毎年この時期になると、「梅しごと」という言葉を見かけます。
梅シロップや梅干し、梅ジャム…。
季節の手仕事に憧れながらも、子どもたちとの毎日はあっという間で、気づけば梅の季節が終わっていることがほとんどです。
そして今年も、梅の季節が終わろうとしています。
そんなわが家に届いたのは、父が手作りした梅ジャムでした。
父のこと
父は母と一緒に農業を営んでいて、最近は味噌をはじめとした発酵食品づくりにも力を入れています。
味噌づくり教室を開き、地域の方と一緒に手作りを楽しんでいるほどです。
(父についてはプロフィールでも少し紹介しています。)
今年は、完熟した梅を使って梅ジャムを作ったそうです。
砂糖の種類を変えながら、どうしたらより鮮やかな色に仕上がるのか、何度も試作したとのこと。

私も、調味料や材料を変えながら料理を試作するのが大好き。
こういうところは、父に似たのかもしれません。
「今年こそ梅しごとを」
毎年、「今年こそ梅しごとをしよう」と思います。
子どもと一緒に梅のヘタを取り、氷砂糖が少しずつ溶けていく様子を眺める。
そんな時間を過ごせたら素敵だな、と憧れています。
でも、子どもたちとの毎日は思っている以上にあっという間。
平日は仕事を終えて保育園へ迎えに行き、夕食作り、お風呂、寝かしつけ。
週末は公園へ出かけたり、習い事の送迎をしたり、たまった用事を済ませたり。
そんな毎日を過ごしていると、気づけば梅に思いを巡らせる間もなく、季節が過ぎていきます。
そして今年も、気が付けばもう7月…。
例年通り、梅には手をつけられていません。
「今できないこと」がある暮らし
でも、それが今のわが家なのだと思えるようになりました。
毎日を過ごすだけで精一杯な時期があってもいい。
余裕がなくて、当たり前。
以前、母にこんなことを言われたことがあります。
「できることしか、できないの。小さい子どもがいるんだから、できないことがあって当たり前。」
そのときは、「そうだよね」と思いながらも、心の中ではどこか「それでも、ちゃんとやりたい」という気持ちがありました。
でも今は、その言葉を少しずつ受け入れられるようになってきた気がします。
季節は毎年巡ってきます。
子どもたちがもう少し大きくなったら、きっと一緒に梅しごとを楽しめる日が来るはず。
だから今年は、父が作ってくれた梅ジャムをおいしくいただきます。
ヨーグルトに添えると、完熟梅の鮮やかなオレンジ色がぱっと目に入り、それだけで少し元気をもらえる気がします。

「今できないこと」があっても大丈夫。
今だからこその暮らしを大切にしながら、いつかできる日を楽しみに待つのも、悪くないなと思っています。
今、わたしができること
今のわたしにできること。
それは、子どもたちと公園に行って遊ぶことです。
昨日は、梅雨の晴れ間を見つけて、子どもたちと公園へ出かけました。
本当は午前中に出発して、お昼ごろには帰る予定でした。
でも、あれこれしているうちに家を出る時間はどんどん遅くなり、気づけばもうお昼前。
それなら公園でお昼ごはんを食べたほうがいいと思い、冷凍庫の冷凍ごはんをかき集めて急いでおにぎりを握り、バナナを一房バッグに入れて出発しました。
公園では、子どもたちは思いきり走り回り、遊具で遊び、テントウムシを見つけて大はしゃぎ。
おにぎりをほおばりながら「おいしいね」と笑う姿を見ていると、「来てよかったな」と思いました。

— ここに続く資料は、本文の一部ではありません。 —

//! Archive operations: what the front end calls.
//!
//! Every remote call goes through [`with_retry`] with the service's policy,
//! and archive text passes through the codec on the way in and out.

mod upload;

pub use upload::UploadTask;

use chrono::{DateTime, Local, Utc};
use std::future::Future;
use std::sync::atomic::{AtomicBool, Ordering};
use std::sync::Arc;

use crate::codec::{self, CodecError, ArchiveHeader, FileLink, RepoCoords};
use crate::error::StoreError;
use crate::layout;
use crate::monitor::ConnectionMonitor;
use crate::retry::{with_retry, Classify, ErrorKind, RetryPolicy};
use crate::store::{Content, EncodedContent, EntryKind, RepoStore};

/// Attempts at finding a free `-N` suffix when an archive path is taken.
const MAX_PATH_SUFFIX: u32 = 100;

/// One archive document found by [`ArchiveService::list_archives`].
#[derive(Debug, Clone, PartialEq, Eq)]
pub struct ArchiveEntry {
    pub name: String,
    pub path: String,
}

/// Header fields of an archive plus the revision to send back on update.
#[derive(Debug, Clone, PartialEq, Eq)]
pub struct EditableArchive {
    pub title: String,
    pub description: String,
    pub revision_id: String,
}

/// Where a newly created archive landed.
#[derive(Debug, Clone, PartialEq, Eq)]
pub struct CreatedArchive {
    pub path: String,
    pub url: String,
}

/// A stored archive document with its current revision.
#[derive(Debug, Clone)]
struct ArchiveDocument {
    text: String,
    revision_id: String,
}

pub struct ArchiveService {
    store: Arc<dyn RepoStore>,
    coords: RepoCoords,
    policy: RetryPolicy,
    monitor: Option<Arc<ConnectionMonitor>>,
}

impl ArchiveService {
    pub fn new(store: Arc<dyn RepoStore>, coords: RepoCoords) -> Self {
        Self {
            store,
            coords,
            policy: RetryPolicy::default(),
            monitor: None,
        }
    }

    pub fn with_retry_policy(mut self, policy: RetryPolicy) -> Self {
        self.policy = policy;
        self
    }

    pub fn with_monitor(mut self, monitor: Arc<ConnectionMonitor>) -> Self {
        self.monitor = Some(monitor);
        self
    }

    pub fn coords(&self) -> &RepoCoords {
        &self.coords
    }

    /// Runs one remote call under the retry policy and reports connectivity.
    async fn call<T, F, Fut>(&self, op: F) -> Result<T, StoreError>
    where
        F: FnMut() -> Fut,
        Fut: Future<Output = Result<T, StoreError>>,
    {
        let result = with_retry(&self.policy, op).await;
        if let Some(monitor) = &self.monitor {
            match &result {
                Ok(_) => monitor.set_online(true),
                Err(e) if e.status().is_some() => monitor.set_online(true),
                Err(e @ StoreError::Transport(_))
                    if matches!(e.classify(), ErrorKind::Transport | ErrorKind::Timeout) =>
                {
                    monitor.set_online(false)
                }
                Err(_) => {}
            }
        }
        result
    }

    /// One unretried read of the archive document at `path`.
    async fn read_document(&self, path: &str) -> Result<ArchiveDocument, StoreError> {
        match self.store.get_content(path).await? {
            Content::File(file) => Ok(ArchiveDocument {
                text: String::from_utf8(file.bytes)?,
                revision_id: file.revision_id,
            }),
            Content::Directory(_) => Err(StoreError::InvalidPath(format!(
                "{} is a directory",
                path
            ))),
        }
    }

    async fn fetch_document(&self, path: &str) -> Result<ArchiveDocument, StoreError> {
        self.call(move || self.read_document(path)).await
    }

    /// First `diaries/YYYY/MM/DD-slug[-N].md` with nothing stored at it.
    async fn free_archive_path(&self, now: DateTime<Utc>, title: &str) -> Result<String, StoreError> {
        let base = layout::archive_path(now.with_timezone(&Local).date_naive(), title);
        let stem = base.trim_end_matches(layout::ARCHIVE_EXTENSION).to_string();
        let store = &self.store;
        let mut candidate = base.clone();
        for n in 2..=MAX_PATH_SUFFIX + 1 {
            let path = candidate.as_str();
            if self.call(move || store.lookup_revision(path)).await?.is_none() {
                return Ok(candidate);
            }
            tracing::debug!(path, "archive path taken");
            candidate = format!("{}-{}{}", stem, n, layout::ARCHIVE_EXTENSION);
        }
        Err(StoreError::InvalidInput(format!(
            "no free archive path for {:?} after {} attempts",
            base, MAX_PATH_SUFFIX
        )))
    }

    /// Writes a new archive document linking `links`.
    pub async fn create_archive(
        &self,
        title: &str,
        description: &str,
        links: &[FileLink],
    ) -> Result<CreatedArchive, StoreError> {
        if title.trim().is_empty() {
            return Err(StoreError::InvalidInput("archive title is empty".into()));
        }
        if links.is_empty() {
            return Err(StoreError::InvalidInput("archive has no files".into()));
        }

        let now = Utc::now();
        let path = self.free_archive_path(now, title).await?;
        let text = codec::encode(&self.coords, title, description, now, links);
        let content = EncodedContent::encode(text.as_bytes());
        let message = format!("Create archive: {}", title);

        let store = &self.store;
        let retrying = &AtomicBool::new(false);
        let (p, c, m) = (path.as_str(), &content, message.as_str());
        let outcome = self
            .call(move || async move {
                // The path was free; on a retry an earlier write may have landed.
                let rev = if retrying.swap(true, Ordering::Relaxed) {
                    store.lookup_revision(p).await?
                } else {
                    None
                };
                store
                    .create_or_update(p, c, m, rev.as_ref().map(|r| r.revision_id.as_str()))
                    .await
            })
            .await?;
        tracing::info!(path = %path, files = links.len(), "created archive");
        let url = outcome
            .html_url
            .unwrap_or_else(|| self.coords.blob_url(&path));
        Ok(CreatedArchive { path, url })
    }

    /// Creates an archive from the tasks that uploaded successfully.
    pub async fn create_archive_from_tasks(
        &self,
        title: &str,
        description: &str,
        tasks: &[UploadTask],
    ) -> Result<CreatedArchive, StoreError> {
        let links: Vec<FileLink> = tasks.iter().filter_map(UploadTask::file_link).collect();
        if links.is_empty() {
            return Err(StoreError::InvalidInput(
                "no files were uploaded successfully".into(),
            ));
        }
        self.create_archive(title, description, &links).await
    }

    /// All archive documents under `diaries/`, newest path first.
    pub async fn list_archives(&self) -> Result<Vec<ArchiveEntry>, StoreError> {
        let store = &self.store;
        let mut pending = vec![layout::ROOT_DIR.to_string()];
        let mut archives = Vec::new();

        while let Some(dir) = pending.pop() {
            let d = dir.as_str();
            let entries = match self.call(move || store.get_content(d)).await {
                Ok(Content::Directory(entries)) => entries,
                Ok(Content::File(_)) => continue,
                Err(e) if e.is_not_found() => {
                    tracing::debug!(dir = %dir, "directory missing; skipping");
                    continue;
                }
                Err(e) => return Err(e),
            };
            for entry in entries {
                match entry.kind {
                    EntryKind::Dir => pending.push(entry.path),
                    EntryKind::File if layout::is_archive_document(&entry.name) => {
                        archives.push(ArchiveEntry {
                            name: entry.name,
                            path: entry.path,
                        })
                    }
                    EntryKind::File | EntryKind::Other => {}
                }
            }
        }

        archives.sort_by(|a, b| b.path.cmp(&a.path));
        Ok(archives)
    }

    /// Markdown text of the archive at `path`, for preview.
    pub async fn get_archive_content(&self, path: &str) -> Result<String, StoreError> {
        Ok(self.fetch_document(path).await?.text)
    }

    pub async fn get_archive_for_editing(&self, path: &str) -> Result<EditableArchive, StoreError> {
        let doc = self.fetch_document(path).await?;
        let ArchiveHeader { title, description } = codec::decode(&doc.text);
        Ok(EditableArchive {
            title,
            description,
            revision_id: doc.revision_id,
        })
    }

    /// Replaces the title and description of the archive at `path`.
    ///
    /// Every attempt re-reads the document so the write carries its current
    /// revision; file links and the archived-on line are kept as they are.
    pub async fn update_archive(
        &self,
        path: &str,
        new_title: &str,
        new_description: &str,
    ) -> Result<String, StoreError> {
        if new_title.trim().is_empty() {
            return Err(StoreError::InvalidInput("archive title is empty".into()));
        }
        let message = format!("Update archive: {}", new_title);

        let store = &self.store;
        let m = message.as_str();
        let outcome = self
            .call(move || async move {
                let doc = self.read_document(path).await?;
                let text = codec::reencode(&doc.text, new_title, new_description).map_err(
                    |e| match e {
                        CodecError::MissingSeparator => StoreError::CorruptArchive {
                            path: path.to_string(),
                            reason: e.to_string(),
                        },
                    },
                )?;
                let content = EncodedContent::encode(text.as_bytes());
                store
                    .create_or_update(path, &content, m, Some(doc.revision_id.as_str()))
                    .await
            })
            .await?;
        tracing::info!(path, revision = %outcome.revision_id, "updated archive");
        Ok(outcome
            .html_url
            .unwrap_or_else(|| self.coords.blob_url(path)))
    }

    /// Deletes the archive document at `path` (uploaded files stay).
    pub async fn delete_archive(&self, path: &str) -> Result<(), StoreError> {
        let doc = self.fetch_document(path).await?;
        let name = path.rsplit('/').next().unwrap_or(path);
        let message = format!("Delete archive: {}", name);

        let store = &self.store;
        let retrying = &AtomicBool::new(false);
        let (m, first_rev) = (message.as_str(), doc.revision_id.as_str());
        self.call(move || async move {
            if !retrying.swap(true, Ordering::Relaxed) {
                return store.delete_file(path, m, first_rev).await;
            }
            // Gone on a retry means an earlier attempt went through.
            match store.lookup_revision(path).await? {
                Some(current) => store.delete_file(path, m, &current.revision_id).await,
                None => Ok(()),
            }
        })
        .await?;
        tracing::info!(path, "deleted archive");
        Ok(())
    }
}

#[cfg(test)]
mod tests;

梅しごとはできなくても、子どもたちと過ごすこんな一日は、今しかない時間です。
季節の手仕事は、数年後でもできるかもしれません。
でも、今の子どもたちと一緒に公園で過ごせる時間は、今だけ。
「今だからできること」を大切にしながら、今しかない時間を過ごしていきたい。
梅雨の晴れ間の公園で、そんなことを思った一日でした。